BRIEF ▸
For this task, every record below must be reproduced exactly.

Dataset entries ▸
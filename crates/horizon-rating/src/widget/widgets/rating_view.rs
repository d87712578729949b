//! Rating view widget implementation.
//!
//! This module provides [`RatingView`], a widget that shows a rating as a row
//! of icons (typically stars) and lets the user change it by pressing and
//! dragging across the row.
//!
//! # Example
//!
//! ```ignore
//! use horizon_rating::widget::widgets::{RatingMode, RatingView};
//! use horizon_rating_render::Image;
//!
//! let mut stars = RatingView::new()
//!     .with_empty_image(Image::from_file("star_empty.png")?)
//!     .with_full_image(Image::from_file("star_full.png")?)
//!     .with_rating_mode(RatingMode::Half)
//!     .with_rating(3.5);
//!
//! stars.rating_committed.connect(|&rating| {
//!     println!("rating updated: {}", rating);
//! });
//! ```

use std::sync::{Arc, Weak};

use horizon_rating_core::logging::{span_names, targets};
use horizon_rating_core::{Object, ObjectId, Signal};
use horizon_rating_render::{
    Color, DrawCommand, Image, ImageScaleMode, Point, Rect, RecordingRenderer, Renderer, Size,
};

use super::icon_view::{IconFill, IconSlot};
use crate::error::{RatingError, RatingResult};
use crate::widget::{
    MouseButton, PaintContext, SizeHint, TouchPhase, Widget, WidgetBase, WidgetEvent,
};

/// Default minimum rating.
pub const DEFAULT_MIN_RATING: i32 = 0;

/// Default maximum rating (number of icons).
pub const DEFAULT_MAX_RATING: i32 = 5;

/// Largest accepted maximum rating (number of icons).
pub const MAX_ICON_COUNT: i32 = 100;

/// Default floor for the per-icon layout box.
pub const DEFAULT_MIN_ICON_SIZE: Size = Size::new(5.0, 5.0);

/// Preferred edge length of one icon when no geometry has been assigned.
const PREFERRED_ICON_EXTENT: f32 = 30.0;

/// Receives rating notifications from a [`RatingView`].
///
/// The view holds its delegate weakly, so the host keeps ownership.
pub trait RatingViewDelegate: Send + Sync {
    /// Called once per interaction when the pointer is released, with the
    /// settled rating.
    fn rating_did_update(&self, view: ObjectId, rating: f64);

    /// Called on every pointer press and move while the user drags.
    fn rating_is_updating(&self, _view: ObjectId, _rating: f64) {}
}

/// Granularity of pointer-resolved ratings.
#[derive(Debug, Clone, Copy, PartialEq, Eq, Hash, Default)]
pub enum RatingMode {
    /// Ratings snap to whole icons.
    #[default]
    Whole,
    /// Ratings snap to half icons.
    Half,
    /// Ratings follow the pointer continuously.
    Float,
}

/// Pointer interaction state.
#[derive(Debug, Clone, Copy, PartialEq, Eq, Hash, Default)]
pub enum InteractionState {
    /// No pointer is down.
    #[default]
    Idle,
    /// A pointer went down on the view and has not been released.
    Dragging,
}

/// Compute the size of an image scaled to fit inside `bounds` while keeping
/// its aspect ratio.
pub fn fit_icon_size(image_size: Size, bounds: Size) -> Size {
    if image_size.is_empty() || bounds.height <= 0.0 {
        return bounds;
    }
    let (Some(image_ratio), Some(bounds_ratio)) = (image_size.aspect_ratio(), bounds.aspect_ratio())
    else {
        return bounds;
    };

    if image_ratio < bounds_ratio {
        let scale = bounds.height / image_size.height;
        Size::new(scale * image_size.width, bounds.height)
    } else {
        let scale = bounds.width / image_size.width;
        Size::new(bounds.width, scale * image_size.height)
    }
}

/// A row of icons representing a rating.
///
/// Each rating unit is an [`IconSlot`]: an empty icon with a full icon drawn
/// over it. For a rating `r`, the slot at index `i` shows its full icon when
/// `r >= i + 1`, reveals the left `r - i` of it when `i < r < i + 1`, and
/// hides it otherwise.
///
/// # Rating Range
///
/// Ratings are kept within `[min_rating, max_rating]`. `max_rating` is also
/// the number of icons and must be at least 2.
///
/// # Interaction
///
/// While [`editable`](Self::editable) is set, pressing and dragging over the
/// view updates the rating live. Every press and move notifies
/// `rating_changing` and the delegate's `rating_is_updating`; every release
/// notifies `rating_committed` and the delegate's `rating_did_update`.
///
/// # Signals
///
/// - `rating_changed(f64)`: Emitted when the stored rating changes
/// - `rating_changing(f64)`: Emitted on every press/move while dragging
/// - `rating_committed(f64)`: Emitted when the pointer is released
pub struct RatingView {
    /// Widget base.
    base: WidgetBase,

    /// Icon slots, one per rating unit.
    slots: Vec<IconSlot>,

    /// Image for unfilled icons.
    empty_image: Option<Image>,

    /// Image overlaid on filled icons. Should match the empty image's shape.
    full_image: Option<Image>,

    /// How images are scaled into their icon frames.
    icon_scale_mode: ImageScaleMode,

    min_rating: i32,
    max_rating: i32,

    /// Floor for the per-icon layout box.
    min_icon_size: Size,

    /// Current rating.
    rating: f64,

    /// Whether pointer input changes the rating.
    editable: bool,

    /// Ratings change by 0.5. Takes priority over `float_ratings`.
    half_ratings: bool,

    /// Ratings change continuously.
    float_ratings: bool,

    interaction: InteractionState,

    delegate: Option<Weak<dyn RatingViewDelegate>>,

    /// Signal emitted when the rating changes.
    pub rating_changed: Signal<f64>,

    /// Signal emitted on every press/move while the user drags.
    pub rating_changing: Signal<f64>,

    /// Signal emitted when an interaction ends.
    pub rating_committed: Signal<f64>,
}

ANSWER ▸
filename crates/horizon-rating/src/widget/widgets/rating_view.rs
repository d87712578729949b
//! Rating view widget implementation.
//!
//! This module provides [`RatingView`], a widget that shows a rating as a row
//! of icons (typically stars) and lets the user change it by pressing and
//! dragging across the row.
//!
//! # Example
//!
//! ```ignore
//! use horizon_rating::widget::widgets::{RatingMode, RatingView};
//! use horizon_rating_render::Image;
//!
//! let mut stars = RatingView::new()
//!     .with_empty_image(Image::from_file("star_empty.png")?)
//!     .with_full_image(Image::from_file("star_full.png")?)
//!     .with_rating_mode(RatingMode::Half)
//!     .with_rating(3.5);
//!
//! stars.rating_committed.connect(|&rating| {
//!     println!("rating updated: {}", rating);
//! });
//! ```

use std::sync::{Arc, Weak};

use horizon_rating_core::logging::{span_names, targets};
use horizon_rating_core::{Object, ObjectId, Signal};
use horizon_rating_render::{
    Color, DrawCommand, Image, ImageScaleMode, Point, Rect, RecordingRenderer, Renderer, Size,
};

use super::icon_view::{IconFill, IconSlot};
use crate::error::{RatingError, RatingResult};
use crate::widget::{
    MouseButton, PaintContext, SizeHint, TouchPhase, Widget, WidgetBase, WidgetEvent,
};

/// Default minimum rating.
pub const DEFAULT_MIN_RATING: i32 = 0;

/// Default maximum rating (number of icons).
pub const DEFAULT_MAX_RATING: i32 = 5;

/// Largest accepted maximum rating (number of icons).
pub const MAX_ICON_COUNT: i32 = 100;

/// Default floor for the per-icon layout box.
pub const DEFAULT_MIN_ICON_SIZE: Size = Size::new(5.0, 5.0);

/// Preferred edge length of one icon when no geometry has been assigned.
const PREFERRED_ICON_EXTENT: f32 = 30.0;

/// Receives rating notifications from a [`RatingView`].
///
/// The view holds its delegate weakly, so the host keeps ownership.
pub trait RatingViewDelegate: Send + Sync {
    /// Called once per interaction when the pointer is released, with the
    /// settled rating.
    fn rating_did_update(&self, view: ObjectId, rating: f64);

    /// Called on every pointer press and move while the user drags.
    fn rating_is_updating(&self, _view: ObjectId, _rating: f64) {}
}

/// Granularity of pointer-resolved ratings.
#[derive(Debug, Clone, Copy, PartialEq, Eq, Hash, Default)]
pub enum RatingMode {
    /// Ratings snap to whole icons.
    #[default]
    Whole,
    /// Ratings snap to half icons.
    Half,
    /// Ratings follow the pointer continuously.
    Float,
}

/// Pointer interaction state.
#[derive(Debug, Clone, Copy, PartialEq, Eq, Hash, Default)]
pub enum InteractionState {
    /// No pointer is down.
    #[default]
    Idle,
    /// A pointer went down on the view and has not been released.
    Dragging,
}

/// Compute the size of an image scaled to fit inside `bounds` while keeping
/// its aspect ratio.
pub fn fit_icon_size(image_size: Size, bounds: Size) -> Size {
    if image_size.is_empty() || bounds.height <= 0.0 {
        return bounds;
    }
    let (Some(image_ratio), Some(bounds_ratio)) = (image_size.aspect_ratio(), bounds.aspect_ratio())
    else {
        return bounds;
    };

    if image_ratio < bounds_ratio {
        let scale = bounds.height / image_size.height;
        Size::new(scale * image_size.width, bounds.height)
    } else {
        let scale = bounds.width / image_size.width;
        Size::new(bounds.width, scale * image_size.height)
    }
}

/// A row of icons representing a rating.
///
/// Each rating unit is an [`IconSlot`]: an empty icon with a full icon drawn
/// over it. For a rating `r`, the slot at index `i` shows its full icon when
/// `r >= i + 1`, reveals the left `r - i` of it when `i < r < i + 1`, and
/// hides it otherwise.
///
/// # Rating Range
///
/// Ratings are kept within `[min_rating, max_rating]`. `max_rating` is also
/// the number of icons and must be at least 2.
///
/// # Interaction
///
/// While [`editable`](Self::editable) is set, pressing and dragging over the
/// view updates the rating live. Every press and move notifies
/// `rating_changing` and the delegate's `rating_is_updating`; every release
/// notifies `rating_committed` and the delegate's `rating_did_update`.
///
/// # Signals
///
/// - `rating_changed(f64)`: Emitted when the stored rating changes
/// - `rating_changing(f64)`: Emitted on every press/move while dragging
/// - `rating_committed(f64)`: Emitted when the pointer is released
pub struct RatingView {
    /// Widget base.
    base: WidgetBase,

    /// Icon slots, one per rating unit.
    slots: Vec<IconSlot>,

    /// Image for unfilled icons.
    empty_image: Option<Image>,

    /// Image overlaid on filled icons. Should match the empty image's shape.
    full_image: Option<Image>,

    /// How images are scaled into their icon frames.
    icon_scale_mode: ImageScaleMode,

    min_rating: i32,
    max_rating: i32,

    /// Floor for the per-icon layout box.
    min_icon_size: Size,

    /// Current rating.
    rating: f64,

    /// Whether pointer input changes the rating.
    editable: bool,

    /// Ratings change by 0.5. Takes priority over `float_ratings`.
    half_ratings: bool,

    /// Ratings change continuously.
    float_ratings: bool,

    interaction: InteractionState,

    delegate: Option<Weak<dyn RatingViewDelegate>>,

    /// Signal emitted when the rating changes.
    pub rating_changed: Signal<f64>,

    /// Signal emitted on every press/move while the user drags.
    pub rating_changing: Signal<f64>,

    /// Signal emitted when an interaction ends.
    pub rating_committed: Signal<f64>,
}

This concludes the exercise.